Missouri Republicans have just nominated a Senate candidate who appears to believe that the government’s college student loan program is the equivalent of Stage 3 cancer. Actually, he said “the Stage 3 cancer of socialism,” which is perhaps not the exact same thing. But I believe you get the idea.

This was a week after Texas Republicans nominated a Senate candidate who is worried about protecting the world’s golf courses from the United Nations. Republicans, I think you need to get a grip.

Meanwhile, the most cheerful place this side of Disney World is the Democratic Senatorial Campaign Committee. Sen. Claire McCaskill of Missouri, the Democratic incumbent, was regarded as the political equivalent of roadkill until the Republicans picked Rep.

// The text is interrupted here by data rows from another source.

// Copyright (c) 2024 Mudit Bhargava
//
// Permission is hereby granted, free of charge, to any person obtaining a copy
// of this software and associated documentation files (the "Software"), to deal
// in the Software without restriction, including without limitation the rights
// to use, copy, modify, merge, publish, distribute, sublicense, and/or sell
// copies of the Software, and to permit persons to whom the Software is
// furnished to do so, subject to the following conditions:
//
// The above copyright notice and this permission notice shall be included in all
// copies or substantial portions of the Software.
//
// THE SOFTWARE IS PROVIDED "AS IS", WITHOUT WARRANTY OF ANY KIND, EXPRESS OR
// IMPLIED, INCLUDING BUT NOT LIMITED TO THE WARRANTIES OF MERCHANTABILITY,
// FITNESS FOR A PARTICULAR PURPOSE AND NONINFRINGEMENT. IN NO EVENT SHALL THE
// AUTHORS OR COPYRIGHT HOLDERS BE LIABLE FOR ANY CLAIM, DAMAGES OR OTHER
// LIABILITY, WHETHER IN AN ACTION OF CONTRACT, TORT OR OTHERWISE, ARISING FROM,
// OUT OF OR IN CONNECTION WITH THE SOFTWARE OR THE USE OR OTHER DEALINGS IN THE
// SOFTWARE.
//

// components.rs
//
// This file contains the hardware structures of the speculative engine:
// the reorder buffer (a fixed ring committed in issue order), the
// functional units with their reservation-station operand captures, and
// the ordered per-type unit table.

use std::ops::{Index, IndexMut};

use crate::engine::branch_predictor::BranchPredictor;
use crate::engine::instruction::{BinOp, Instruction, Reg, UnitKind};
use crate::engine::value::Value;

/// Lifecycle of a reorder-buffer entry.
#[derive(Debug, Clone, Copy, PartialEq, Eq)]
pub enum State {
    Unused,
    Issue,
    Execute,
    Write,
    Commit,
}

impl State {
    /// Trace label. The Write stage renders as "Writeback".
    pub fn name(&self) -> &'static str {
        match self {
            State::Unused => "Unused",
            State::Issue => "Issue",
            State::Execute => "Execute",
            State::Write => "Writeback",
            State::Commit => "Commit",
        }
    }
}

/// One slot of the reorder buffer.
#[derive(Debug, Clone)]
pub struct RobEntry {
    /// Slot position; stable for the lifetime of the entry.
    pub index: usize,
    pub state: State,
    /// Set at writeback, consumed at commit.
    pub ready: bool,
    pub instr: Option<Instruction>,
    /// Architectural register written at commit; None for stores and
    /// branches.
    pub dest: Option<Reg>,
    pub value: Option<Value>,
    /// Effective address, finalized at execute for stores.
    pub addr: Option<i64>,
    /// The predictor's verdict recorded at issue (branches only).
    pub prediction: Option<bool>,
}

impl RobEntry {
    fn new(index: usize) -> Self {
        Self {
            index,
            state: State::Unused,
            ready: false,
            instr: None,
            dest: None,
            value: None,
            addr: None,
            prediction: None,
        }
    }

    pub fn free(&mut self) {
        self.state = State::Unused;
        self.ready = false;
        self.instr = None;
        self.dest = None;
        self.value = None;
        self.addr = None;
        self.prediction = None;
    }

    pub fn is_branch(&self) -> bool {
        self.instr
            .as_ref()
            .map_or(false, |instr| instr.unit == UnitKind::Branch)
    }
}

/// Fixed-capacity ring buffer of in-flight instructions. Entries are
/// allocated at the tail and retired at the head, so commit order is
/// issue order.
#[derive(Debug, Clone)]
pub struct ReorderBuffer {
    pub entries: Vec<RobEntry>,
    pub head: usize,
    pub tail: usize,
    pub count: usize,
}

impl ReorderBuffer {
    pub fn new(capacity: usize) -> Self {
        Self {
            entries: (0..capacity).map(RobEntry::new).collect(),
            head: 0,
            tail: 0,
            count: 0,
        }
    }

    pub fn capacity(&self) -> usize {
        self.entries.len()
    }

    pub fn len(&self) -> usize {
        self.count
    }

    pub fn is_empty(&self) -> bool {
        self.count == 0
    }

    pub fn has_free_entry(&self) -> bool {
        self.count < self.capacity()
    }

    /// Claim the tail slot. Returns its index, or None when full.
    pub fn allocate(&mut self) -> Option<usize> {
        if !self.has_free_entry() {
            return None;
        }
        let index = self.tail;
        self.tail = (self.tail + 1) % self.capacity();
        self.count += 1;
        Some(index)
    }

    pub fn head_entry(&self) -> &RobEntry {
        &self.entries[self.head]
    }

    /// Retiring the head is the only way an entry leaves the buffer.
    pub fn retire_head(&mut self) {
        if self.count > 0 {
            self.entries[self.head].free();
            self.count -= 1;
            self.head = (self.head + 1) % self.capacity();
        }
    }

    /// Flush every entry. Used on misprediction recovery.
    pub fn reset(&mut self) {
        for entry in &mut self.entries {
            entry.free();
        }
        self.head = 0;
        self.tail = 0;
        self.count = 0;
    }

    /// Entries from head toward tail, in issue order.
    pub fn iter(&self) -> impl Iterator<Item = &RobEntry> {
        let capacity = self.capacity().max(1);
        (0..self.count).map(move |offset| &self.entries[(self.head + offset) % capacity])
    }
}

impl Index<usize> for ReorderBuffer {
    type Output = RobEntry;

    fn index(&self, index: usize) -> &RobEntry {
        &self.entries[index]
    }
}

impl IndexMut<usize> for ReorderBuffer {
    fn index_mut(&mut self, index: usize) -> &mut RobEntry {
        &mut self.entries[index]
    }
}

/// Variant payload of a functional unit. Only Mult units carry a
/// division latency and only Branch units carry a predictor.
#[derive(Debug)]
pub enum UnitExt {
    Plain,
    Mult { div_latency: u64 },
    Branch { predictor: Box<dyn BranchPredictor> },
}

/// A functional unit together with its reservation-station state.
#[derive(Debug)]
pub struct FuncUnit {
    /// Type plus 1-based index, e.g. "Load2".
    pub name: String,
    pub kind: UnitKind,
    pub latency: u64,
    pub busy: bool,
    /// The ROB slot this unit will produce.
    pub dest: Option<usize>,
    pub vj: Option<Value>,
    pub vk: Option<Value>,
    pub qj: Option<usize>,
    pub qk: Option<usize>,
    /// Immediate offset for memory ops; branch target for branches.
    pub a: Option<i64>,
    /// Remaining cycles; None while waiting for operands.
    pub time: Option<u64>,
    pub instr: Option<Instruction>,
    pub ext: UnitExt,
}

impl FuncUnit {
    pub fn new(name: String, kind: UnitKind, latency: u64, ext: UnitExt) -> Self {
        Self {
            name,
            kind,
            latency,
            busy: false,
            dest: None,
            vj: None,
            vk: None,
            qj: None,
            qk: None,
            a: None,
            time: None,
            instr: None,
            ext,
        }
    }

    pub fn reset(&mut self) {
        self.busy = false;
        self.dest = None;
        self.vj = None;
        self.vk = None;
        self.qj = None;
        self.qk = None;
        self.a = None;
        self.time = None;
        self.instr = None;
    }

    /// Claim the unit for an instruction at issue.
    pub fn occupy(&mut self, instr: Instruction) {
        self.reset();
        self.busy = true;
        self.instr = Some(instr);
    }

    /// Latency for the held instruction. Mult units use their division
    /// latency when the operator is '/'.
    pub fn dispatch_latency(&self) -> u64 {
        if let UnitExt::Mult { div_latency } = self.ext {
            let operator = self.instr.as_ref().and_then(|instr| instr.operator);
            if operator == Some(BinOp::Div) {
                return div_latency;
            }
        }
        self.latency
    }

    /// Ask the attached predictor for a verdict. None on non-branch
    /// units.
    pub fn prediction(&self, pc: usize, dest: usize) -> Option<bool> {
        match &self.ext {
            UnitExt::Branch { predictor } => Some(predictor.predict(pc, dest)),
            _ => None,
        }
    }

    /// Report a resolved outcome to the attached predictor.
    pub fn notify_outcome(&mut self, taken: bool) {
        if let UnitExt::Branch { predictor } = &mut self.ext {
            predictor.update(taken);
        }
    }
}

/// Ordered table of reservation stations, grouped by unit type. Group
/// order follows the configuration order (Load, Store, Add, Mult, ALU,
/// Branch) so every sweep over the units is deterministic.
#[derive(Debug)]
pub struct ReservationStations {
    pub groups: Vec<(UnitKind, Vec<FuncUnit>)>,
}

impl ReservationStations {
    pub fn new(groups: Vec<(UnitKind, Vec<FuncUnit>)>) -> Self {
        Self { groups }
    }

    /// First free unit of the given type, as (group, unit) indices.
    pub fn find_free(&self, kind: UnitKind) -> Option<(usize, usize)> {
        let (gi, (_, units)) = self
            .groups
            .iter()
            .enumerate()
            .find(|(_, (k, _))| *k == kind)?;
        let ui = units.iter().position(|unit| !unit.busy)?;
        Some((gi, ui))
    }

    pub fn unit(&self, gi: usize, ui: usize) -> &FuncUnit {
        &self.groups[gi].1[ui]
    }

    pub fn unit_mut(&mut self, gi: usize, ui: usize) -> &mut FuncUnit {
        &mut self.groups[gi].1[ui]
    }

    /// All units in table order.
    pub fn units(&self) -> impl Iterator<Item = &FuncUnit> {
        self.groups.iter().flat_map(|(_, units)| units.iter())
    }

    pub fn units_mut(&mut self) -> impl Iterator<Item = &mut FuncUnit> {
        self.groups.iter_mut().flat_map(|(_, units)| units.iter_mut())
    }

    /// (group, unit) index pairs, in table order. Lets the sweep walk
    /// the table without holding a borrow across mutations.
    pub fn index_pairs(&self) -> Vec<(usize, usize)> {
        let mut pairs = Vec::new();
        for (gi, (_, units)) in self.groups.iter().enumerate() {
            for ui in 0..units.len() {
                pairs.push((gi, ui));
            }
        }
        pairs
    }

    /// Return every unit to idle. Used on misprediction recovery.
    pub fn reset_all(&mut self) {
        for unit in self.units_mut() {
            unit.reset();
        }
    }
}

Todd Akin for her opponent. Now, the McCaskill campaign is doing a happy dance while Akin will be trying to explain that he thinks student loans are cancerous only when they come from the government rather than private industry.

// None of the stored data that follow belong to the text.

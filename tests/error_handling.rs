// tests/error_handling.rs
use smips_rust::parser::parse_program;
use smips_rust::{Simulator, SimulatorConfig, SimulatorError};

/// Every failure in the taxonomy is fatal and surfaces as a typed
/// error; structural hazards never do.

fn run_program(config_json: &str, program: &str) -> Result<u64, SimulatorError> {
    let config = SimulatorConfig::from_json_str(config_json)?;
    let instructions = parse_program(program)?;
    let mut simulator = Simulator::new(&config, instructions)?;
    simulator.run()
}

const BASIC_CONFIG: &str = r#"{
    "units": {
        "load": { "number": 1, "latency": 1 },
        "store": { "number": 1, "latency": 1 },
        "alu": { "number": 1, "latency": 1 }
    },
    "registers": { "R2": 4, "R3": 0 },
    "memory": { "size": 4, "init": [3.14, 8, 0, 0] }
}"#;

#[test]
fn test_malformed_configuration_is_rejected() {
    let err = SimulatorConfig::from_json_str("{ not json").unwrap_err();
    assert!(matches!(err, SimulatorError::ConfigError(_)), "got {:?}", err);
}

#[test]
fn test_unknown_configuration_field_is_rejected() {
    let config = r#"{
        "units": { "load": { "number": 1, "latency": 1, "burst": 4 } },
        "memory": { "size": 1 }
    }"#;
    let err = SimulatorConfig::from_json_str(config).unwrap_err();
    assert!(matches!(err, SimulatorError::ConfigError(_)), "got {:?}", err);
}

#[test]
fn test_div_latency_is_only_accepted_on_mult() {
    let config = r#"{
        "units": { "add": { "number": 1, "latency": 1, "div_latency": 9 } },
        "memory": { "size": 1 }
    }"#;
    let err = SimulatorConfig::from_json_str(config).unwrap_err();
    assert!(matches!(err, SimulatorError::ConfigError(_)), "got {:?}", err);
}

#[test]
fn test_memory_init_longer_than_size_is_rejected() {
    let config = r#"{ "memory": { "size": 2, "init": [1, 2, 3] } }"#;
    let err = run_program(config, "DADDIU R1,R0,#1\n").unwrap_err();
    assert!(matches!(err, SimulatorError::ConfigError(_)), "got {:?}", err);
}

#[test]
fn test_zero_rob_size_is_rejected() {
    let config = r#"{ "rob_size": 0, "memory": { "size": 1 } }"#;
    let err = SimulatorConfig::from_json_str(config).unwrap_err();
    assert!(matches!(err, SimulatorError::ConfigError(_)), "got {:?}", err);
}

#[test]
fn test_seeding_r0_is_rejected() {
    let config = r#"{ "registers": { "R0": 1 }, "memory": { "size": 1 } }"#;
    let err = run_program(config, "DADDIU R1,R0,#1\n").unwrap_err();
    assert!(matches!(err, SimulatorError::R0Write), "got {:?}", err);
}

#[test]
fn test_seeding_integer_register_with_float_is_rejected() {
    let config = r#"{ "registers": { "R1": 2.5 }, "memory": { "size": 1 } }"#;
    let err = run_program(config, "DADDIU R1,R0,#1\n").unwrap_err();
    assert!(matches!(err, SimulatorError::ConfigError(_)), "got {:?}", err);
}

#[test]
fn test_seeding_unknown_register_is_rejected() {
    let config = r#"{ "registers": { "Q7": 1 }, "memory": { "size": 1 } }"#;
    let err = run_program(config, "DADDIU R1,R0,#1\n").unwrap_err();
    assert!(matches!(err, SimulatorError::InvalidRegister(_)), "got {:?}", err);
}

#[test]
fn test_unknown_mnemonic_aborts_before_simulation() {
    let err = parse_program("FROB R1,R2,R3\n").unwrap_err();
    assert!(
        matches!(err, SimulatorError::ParseError { .. }),
        "got {:?}",
        err
    );
}

#[test]
fn test_out_of_range_register_is_rejected() {
    let err = parse_program("DADD R1,R2,R32\n").unwrap_err();
    assert!(matches!(err, SimulatorError::InvalidRegister(_)), "got {:?}", err);
}

#[test]
fn test_misaligned_load_is_fatal() {
    let err = run_program(BASIC_CONFIG, "LD R1,4(R0)\n").unwrap_err();
    assert!(
        matches!(err, SimulatorError::MemoryMisaligned(4)),
        "got {:?}",
        err
    );
}

#[test]
fn test_out_of_bounds_load_is_fatal() {
    let err = run_program(BASIC_CONFIG, "LD R1,800(R0)\n").unwrap_err();
    assert!(
        matches!(err, SimulatorError::MemoryOutOfBounds(800)),
        "got {:?}",
        err
    );
}

#[test]
fn test_negative_address_is_fatal() {
    let err = run_program(BASIC_CONFIG, "LD R1,-8(R0)\n").unwrap_err();
    assert!(
        matches!(err, SimulatorError::MemoryOutOfBounds(-8)),
        "got {:?}",
        err
    );
}

#[test]
fn test_integer_load_from_float_cell_is_fatal() {
    // Cell 0 holds 3.14.
    let err = run_program(BASIC_CONFIG, "LD R1,0(R0)\n").unwrap_err();
    assert!(
        matches!(
            err,
            SimulatorError::TypeMismatch {
                addr: 0,
                expected: "int",
                found: "float"
            }
        ),
        "got {:?}",
        err
    );
}

#[test]
fn test_float_load_from_int_cell_is_fatal() {
    // Cell 1 holds the integer 8.
    let err = run_program(BASIC_CONFIG, "L.D F1,8(R0)\n").unwrap_err();
    assert!(
        matches!(
            err,
            SimulatorError::TypeMismatch {
                addr: 8,
                expected: "float",
                found: "int"
            }
        ),
        "got {:?}",
        err
    );
}

#[test]
fn test_writing_r0_is_fatal_at_commit() {
    let err = run_program(BASIC_CONFIG, "DADDIU R0,R0,#1\n").unwrap_err();
    assert!(matches!(err, SimulatorError::R0Write), "got {:?}", err);
}

#[test]
fn test_integer_division_by_zero_is_fatal() {
    // R3 is seeded to 0.
    let err = run_program(BASIC_CONFIG, "DDIV R1,R2,R3\n").unwrap_err();
    assert!(matches!(err, SimulatorError::DivisionByZero), "got {:?}", err);
}

#[test]
fn test_float_division_by_zero_is_not_an_error() {
    let config = r#"{
        "units": { "mult": { "number": 1, "latency": 1, "div_latency": 2 } },
        "registers": { "F2": 1.0 },
        "memory": { "size": 1 }
    }"#;
    let cycles = run_program(config, "DIV.D F4,F2,F0\n");
    assert!(cycles.is_ok(), "host IEEE semantics apply: {:?}", cycles);
}

#[test]
fn test_runaway_program_hits_the_cycle_limit() {
    let config = r#"{
        "units": { "branch": { "latency": 1, "spec_backward": "taken" } },
        "memory": { "size": 1 }
    }"#;
    let instructions = parse_program("Loop:\nJ Loop\n").expect("program should parse");
    let parsed_config = SimulatorConfig::from_json_str(config).expect("config should parse");
    let mut simulator = Simulator::new(&parsed_config, instructions).expect("build");
    simulator.set_max_cycles(500);

    let err = simulator.run().unwrap_err();
    assert!(
        matches!(err, SimulatorError::CycleLimitExceeded(500)),
        "got {:?}",
        err
    );
}

#[test]
fn test_structural_hazards_are_not_errors() {
    // One ALU and a tiny ROB: plenty of stalling, zero errors.
    let config = r#"{
        "units": { "alu": { "number": 1, "latency": 3 } },
        "rob_size": 2,
        "memory": { "size": 1 }
    }"#;
    let program = "
        DADDIU R1,R0,#1
        DADDIU R2,R0,#2
        DADDIU R3,R0,#3
        DADDIU R4,R0,#4
    ";
    let cycles = run_program(config, program);
    assert!(cycles.is_ok(), "stalls must resolve by re-issuing: {:?}", cycles);
}
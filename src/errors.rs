use std::error::Error;
use std::fmt;

#[derive(Debug)]
pub enum SimulatorError {
    // Front-end errors
    ParseError { line: usize, message: String },
    ConfigError(String),

    // Register errors
    InvalidRegister(String),
    R0Write,

    // Memory errors
    MemoryOutOfBounds(i64),
    MemoryMisaligned(i64),
    TypeMismatch {
        addr: i64,
        expected: &'static str,
        found: &'static str,
    },

    // Execution errors
    UnknownOperator(char),
    UnknownBranch(String),
    DivisionByZero,
    CycleLimitExceeded(u64),

    // System errors
    IoError(std::io::Error),
}

impl SimulatorError {
    /// Process exit code for the driver: 1 for anything the simulator
    /// detected itself, 2 for failures outside its control.
    pub fn exit_code(&self) -> i32 {
        match self {
            SimulatorError::IoError(_) => 2,
            _ => 1,
        }
    }
}

impl fmt::Display for SimulatorError {
    fn fmt(&self, f: &mut fmt::Formatter<'_>) -> fmt::Result {
        match self {
            SimulatorError::ParseError { line, message } => {
                write!(f, "Parse error at line {}: {}", line, message)
            },
            SimulatorError::ConfigError(message) => {
                write!(f, "Configuration error: {}", message)
            },
            SimulatorError::InvalidRegister(name) => {
                write!(f, "Access to an invalid register: {}", name)
            },
            SimulatorError::R0Write => {
                write!(f, "Cannot write to R0, this register is a constant")
            },
            SimulatorError::MemoryOutOfBounds(addr) => {
                write!(f, "Memory access out of bounds: {}", addr)
            },
            SimulatorError::MemoryMisaligned(addr) => {
                write!(
                    f,
                    "Misaligned memory access: {} (must be a multiple of 8)",
                    addr
                )
            },
            SimulatorError::TypeMismatch {
                addr,
                expected,
                found,
            } => {
                write!(
                    f,
                    "Type mismatch at memory address {}: expected {}, cell holds {}",
                    addr, expected, found
                )
            },
            SimulatorError::UnknownOperator(op) => write!(f, "Unknown operator: {}", op),
            SimulatorError::UnknownBranch(code) => {
                write!(f, "Unknown branch instruction: {}", code)
            },
            SimulatorError::DivisionByZero => write!(f, "Division by zero"),
            SimulatorError::CycleLimitExceeded(limit) => {
                write!(f, "Simulation exceeded the cycle limit of {}", limit)
            },
            SimulatorError::IoError(err) => write!(f, "I/O error: {}", err),
        }
    }
}

impl Error for SimulatorError {}

impl From<std::io::Error> for SimulatorError {
    fn from(error: std::io::Error) -> Self {
        SimulatorError::IoError(error)
    }
}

This is not the kind of argument you really want to be having on your big primary win day. Also, Akin not only wants to keep the government out of the student loan business, his past votes suggest he also wants to see it steer clear of school lunches.

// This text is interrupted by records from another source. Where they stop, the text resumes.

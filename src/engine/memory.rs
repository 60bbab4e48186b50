// Copyright (c) 2024 Mudit Bhargava
//
// Permission is hereby granted, free of charge, to any person obtaining a copy
// of this software and associated documentation files (the "Software"), to deal
// in the Software without restriction, including without limitation the rights
// to use, copy, modify, merge, publish, distribute, sublicense, and/or sell
// copies of the Software, and to permit persons to whom the Software is
// furnished to do so, subject to the following conditions:
//
// The above copyright notice and this permission notice shall be included in all
// copies or substantial portions of the Software.
//
// THE SOFTWARE IS PROVIDED "AS IS", WITHOUT WARRANTY OF ANY KIND, EXPRESS OR
// IMPLIED, INCLUDING BUT NOT LIMITED TO THE WARRANTIES OF MERCHANTABILITY,
// FITNESS FOR A PARTICULAR PURPOSE AND NONINFRINGEMENT. IN NO EVENT SHALL THE
// AUTHORS OR COPYRIGHT HOLDERS BE LIABLE FOR ANY CLAIM, DAMAGES OR OTHER
// LIABILITY, WHETHER IN AN ACTION OF CONTRACT, TORT OR OTHERWISE, ARISING FROM,
// OUT OF OR IN CONNECTION WITH THE SOFTWARE OR THE USE OR OTHER DEALINGS IN THE
// SOFTWARE.
//

// memory.rs
//
// This file contains the simulated data memory: a flat array of 64-bit
// cells addressed in 8-byte units. Each cell remembers whether it holds
// an integer or a float, and loads must agree with that typing.

use crate::engine::value::Value;
use crate::errors::SimulatorError;

#[derive(Debug, Clone)]
pub struct Memory {
    pub data: Vec<Value>,
}

impl Memory {
    pub fn new(size: usize) -> Self {
        Self {
            data: vec![Value::Float(0.0); size],
        }
    }

    pub fn len(&self) -> usize {
        self.data.len()
    }

    pub fn is_empty(&self) -> bool {
        self.data.is_empty()
    }

    /// Seed a cell during configuration load, before simulation starts.
    pub fn init_cell(&mut self, index: usize, value: Value) -> Result<(), SimulatorError> {
        if index >= self.data.len() {
            return Err(SimulatorError::MemoryOutOfBounds((index * 8) as i64));
        }
        self.data[index] = value;
        Ok(())
    }

    /// Byte address -> cell index. Addresses must be non-negative
    /// multiples of 8 inside the configured memory.
    fn cell_index(&self, addr: i64) -> Result<usize, SimulatorError> {
        if addr % 8 != 0 {
            return Err(SimulatorError::MemoryMisaligned(addr));
        }
        let index = addr / 8;
        if index < 0 || index as usize >= self.data.len() {
            return Err(SimulatorError::MemoryOutOfBounds(addr));
        }
        Ok(index as usize)
    }

    /// Read a cell as the requested type. Reading a float cell as an
    /// integer (or vice versa) is a fatal type mismatch.
    pub fn load(&self, addr: i64, float: bool) -> Result<Value, SimulatorError> {
        let index = self.cell_index(addr)?;
        let cell = self.data[index];
        let expected = if float { "float" } else { "int" };
        match (float, cell) {
            (true, Value::Float(_)) | (false, Value::Int(_)) => Ok(cell),
            _ => Err(SimulatorError::TypeMismatch {
                addr,
                expected,
                found: cell.kind(),
            }),
        }
    }

    pub fn store(&mut self, addr: i64, value: Value) -> Result<(), SimulatorError> {
        let index = self.cell_index(addr)?;
        self.data[index] = value;
        Ok(())
    }

    pub fn dump(&self) -> String {
        self.data
            .iter()
            .map(|cell| cell.to_string())
            .collect::<Vec<_>>()
            .join(", ")
    }
}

Before the primary, McCaskill ran an allegedly anti-Akin ad that cynics saw as an actual attempt to propel him to the front of the pack. It failed to mention the congressman’s principled opposition to the national School Breakfast Program, but instead denounced him as “too conservative” and an enemy of Planned Parenthood. Honestly, if you wanted to drive tea party voters to the polls, it was the next best thing to hiring a bus.

The tea party is once again giving Democrats a new lease on life. Not everywhere, of course. Tennessee Republicans seem to be happy with their incumbent senator, Bob Corker, while Democrats woke up on the day after their primary to discover that voters had nominated an anti-gay-rights activist named Mark Clayton, who, according to ClaytonforSenate.com, “works in insurance and is also writing a book intended as a scripture study aide.” A spokesman for the Tennessee Democratic Party, which is disavowing Clayton, theorized that he won because “his name was at the top of the ticket.”

We have been through this sort of thing before, Democrats. Remember Alvin Greene? The guy you accidentally nominated to run against Sen. Jim DeMint two years ago? The one who turned out to be facing felony obscenity charges? Didn’t everybody agree that from then on, if you gave the voters a ballot full of totally unfamiliar names, you would warn them which ones to avoid?

But mainly, the Republicans are the ones getting stuck with the unhappy surprises. Richard Lugar, the longtime senator from Indiana, was tossed out in a primary by a tea party favorite, Richard Mourdock, who went on to become involved in a controversy over whether or not he compared President Barack Obama’s auto industry bailout to slavery. We do not really need to resolve the issue, except to say that Mourdock is fond of making convoluted historical analogies and that he really, really did not like the auto bailout, despite Indiana’s rather large population of autoworkers.

Besides tea party upsets, one of the big trends this year is for Democratic Senate candidates in red states to demonstrate their independence by announcing that they are not going to the party convention. This is pretty much a no-brainer, since these events are really, really boring anyway, unless 1) You really like to eat finger food paid for by special-interest groups or 2) You really enjoy being in Southern cities with high humidity around Labor Day.

Skip the convention! Everybody’s doing it! Although Sen. Joe Manchin of West Virginia did seem to be going a little bit overboard when he refused to say if he’ll even vote for Obama.

“I am just waiting for it to play out. I am not jumping in one way or another,” Manchin told The National Journal. “I’m worried about me. I’ve said it’s not a team sport. You need to go out and work for yourself.”

You’ve got to give the man credit for candor. Manchin may be pretending to be more worried than he really is, given that the Republicans nominated a Senate candidate whose big media splash involved comparing no-smoking regulations to the Nazis’ actions. (“Remember Hitler used to put Star of David on everybody’s lapel, remember that? Same thing.”)

Next week we have Wisconsin, where former Gov. Tommy Thompson, the guy everyone expected the Republicans to nominate for the Senate, is in trouble thanks to a challenge from — yes! — the tea party. And will Connecticut Republicans nominate a former congressman with a reputation for bipartisanship or a businesswoman whose claim to fame is building a professional wrestling empire? Duh.